Aus dem Bundeskanzleramt heißt es, Ziel der Maßnahme sei es, Integration klarer einzufordern und das gesellschaftliche Zusammenleben auf eine verbindliche Grundlage zu stellen. Unterstützung durch den Staat solle es weiterhin geben, sie sei jedoch an die Einhaltung gemeinsamer Werte geknüpft.
Darüber hinaus verfolgt Wien auch auf europäischer Ebene eine härtere Linie. Gemeinsam mit Partnern in der EU will Österreich die Einrichtung sogenannter Rückkehr-Zentren in Drittstaaten vorantreiben.
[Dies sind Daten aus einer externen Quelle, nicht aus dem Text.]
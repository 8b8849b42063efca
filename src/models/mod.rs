pub mod settings;

// Re-export commonly used types
pub use settings::{
    ComposerSettings, DelaySettings, Endpoints, IssueSettings, PublishSettings, Settings,
};
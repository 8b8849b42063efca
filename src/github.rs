//! GitHub REST calls used to publish the manifest and report failures
//!
//! Every call is fatal on a non-2xx answer: there is no retry here.

use std::time::Duration;

use async_trait::async_trait;
use reqwest::header::{ACCEPT, AUTHORIZATION, HeaderMap, HeaderValue};
use reqwest::{Method, RequestBuilder, Response};
use secrecy::{ExposeSecret, SecretString};
use serde::de::DeserializeOwned;
use serde::{Deserialize, Serialize};
use serde_json::json;
use tracing::{debug, info};

use crate::config::RepoCoordinates;
use crate::error::{Result, SyncError};

const API_TIMEOUT: Duration = Duration::from_secs(60);
const ISSUES_PER_PAGE: usize = 100;

#[derive(Debug, Clone, PartialEq, Eq, Deserialize)]
pub struct Issue {
    pub number: u64,
    pub title: String,
}

#[derive(Debug, Clone, PartialEq, Eq, Serialize)]
pub struct NewIssue {
    pub title: String,
    pub body: String,
    pub labels: Vec<String>,
}

/// The hosting operations the sync run depends on
#[async_trait]
pub trait HostingApi: Send + Sync {
    /// Open a pull request and return its number
    async fn create_pull_request(&self, title: &str, head: &str, base: &str) -> Result<u64>;

    async fn approve_pull_request(&self, number: u64) -> Result<()>;

    /// Squash-merge a pull request
    async fn merge_pull_request(&self, number: u64, commit_title: &str) -> Result<()>;

    /// Delete a ref such as `heads/<branch>`
    async fn delete_ref(&self, git_ref: &str) -> Result<()>;

    /// All open issues of the repository
    async fn list_issues(&self) -> Result<Vec<Issue>>;

    async fn create_issue(&self, issue: &NewIssue) -> Result<()>;
}

#[derive(Debug, Clone)]
pub struct GitHubClient {
    client: reqwest::Client,
    base_url: String,
    repo: RepoCoordinates,
}

#[derive(Deserialize)]
struct CreatedPullRequest {
    number: u64,
}

impl GitHubClient {
    pub fn new(base_url: &str, repo: RepoCoordinates, token: &SecretString) -> Result<Self> {
        let mut headers = HeaderMap::new();
        headers.insert(
            AUTHORIZATION,
            HeaderValue::from_str(&format!("Bearer {}", token.expose_secret()))
                .map_err(|e| SyncError::Config(format!("invalid token header value: {e}")))?,
        );
        headers.insert(
            ACCEPT,
            HeaderValue::from_static("application/vnd.github+json"),
        );
        headers.insert(
            "x-github-api-version",
            HeaderValue::from_static("2022-11-28"),
        );

        let client = reqwest::Client::builder()
            .default_headers(headers)
            .user_agent(crate::USER_AGENT)
            .timeout(API_TIMEOUT)
            .build()
            .map_err(|e| SyncError::Config(format!("failed to build HTTP client: {e}")))?;

        Ok(Self {
            client,
            base_url: base_url.trim_end_matches('/').to_string(),
            repo,
        })
    }

    fn request(&self, method: Method, path: &str) -> RequestBuilder {
        let url = format!(
            "{}/repos/{}/{}{path}",
            self.base_url, self.repo.owner, self.repo.name
        );
        debug!("{method} {url}");
        self.client.request(method, url)
    }

    /// Send a request and turn non-2xx answers into [`SyncError::Publish`]
    async fn send(&self, action: &str, request: RequestBuilder) -> Result<Response> {
        let response = request.send().await.map_err(|source| SyncError::Http {
            action: action.to_string(),
            source,
        })?;

        let status = response.status();
        if status.is_success() {
            return Ok(response);
        }

        let body = response.text().await.unwrap_or_default();
        Err(SyncError::Publish {
            action: action.to_string(),
            status: status.as_u16(),
            body,
        })
    }

    async fn json<T: DeserializeOwned>(action: &str, response: Response) -> Result<T> {
        response.json().await.map_err(|source| SyncError::Http {
            action: action.to_string(),
            source,
        })
    }
}

#[async_trait]
impl HostingApi for GitHubClient {
    async fn create_pull_request(&self, title: &str, head: &str, base: &str) -> Result<u64> {
        let request = self
            .request(Method::POST, "/pulls")
            .json(&json!({ "title": title, "head": head, "base": base }));
        let response = self.send("create pull request", request).await?;
        let created: CreatedPullRequest = Self::json("create pull request", response).await?;
        info!("Submitted PR number: {}", created.number);
        Ok(created.number)
    }

    async fn approve_pull_request(&self, number: u64) -> Result<()> {
        let request = self
            .request(Method::POST, &format!("/pulls/{number}/reviews"))
            .json(&json!({ "event": "APPROVE" }));
        self.send("approve pull request", request).await?;
        Ok(())
    }

    async fn merge_pull_request(&self, number: u64, commit_title: &str) -> Result<()> {
        let request = self
            .request(Method::PUT, &format!("/pulls/{number}/merge"))
            .json(&json!({ "commit_title": commit_title, "merge_method": "squash" }));
        self.send("merge pull request", request).await?;
        Ok(())
    }

    async fn delete_ref(&self, git_ref: &str) -> Result<()> {
        let request = self.request(Method::DELETE, &format!("/git/refs/{git_ref}"));
        self.send("delete ref", request).await?;
        Ok(())
    }

    async fn list_issues(&self) -> Result<Vec<Issue>> {
        let mut issues = Vec::new();
        let mut page = 1;

        loop {
            let request = self.request(Method::GET, "/issues").query(&[
                ("state", "open".to_string()),
                ("per_page", ISSUES_PER_PAGE.to_string()),
                ("page", page.to_string()),
            ]);
            let response = self.send("list issues", request).await?;
            let batch: Vec<Issue> = Self::json("list issues", response).await?;
            let last_page = batch.len() < ISSUES_PER_PAGE;
            issues.extend(batch);

            if last_page {
                return Ok(issues);
            }
            page += 1;
        }
    }

    async fn create_issue(&self, issue: &NewIssue) -> Result<()> {
        let request = self.request(Method::POST, "/issues").json(issue);
        self.send("create issue", request).await?;
        info!("Created issue: {}", issue.title);
        Ok(())
    }
}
Dort sollen abgelehnte Asylwerber untergebracht werden, um Rückführungen effizienter zu organisieren und irreguläre Migration einzudämmen.
Mit dem Maßnahmenpaket sendet die Regierung ein klares Signal: Humanitären Schutz will Österreich weiterhin gewähren – erwartet dafür aber die uneingeschränkte Anerkennung der rechtlichen und gesellschaftlichen Regeln des Landes.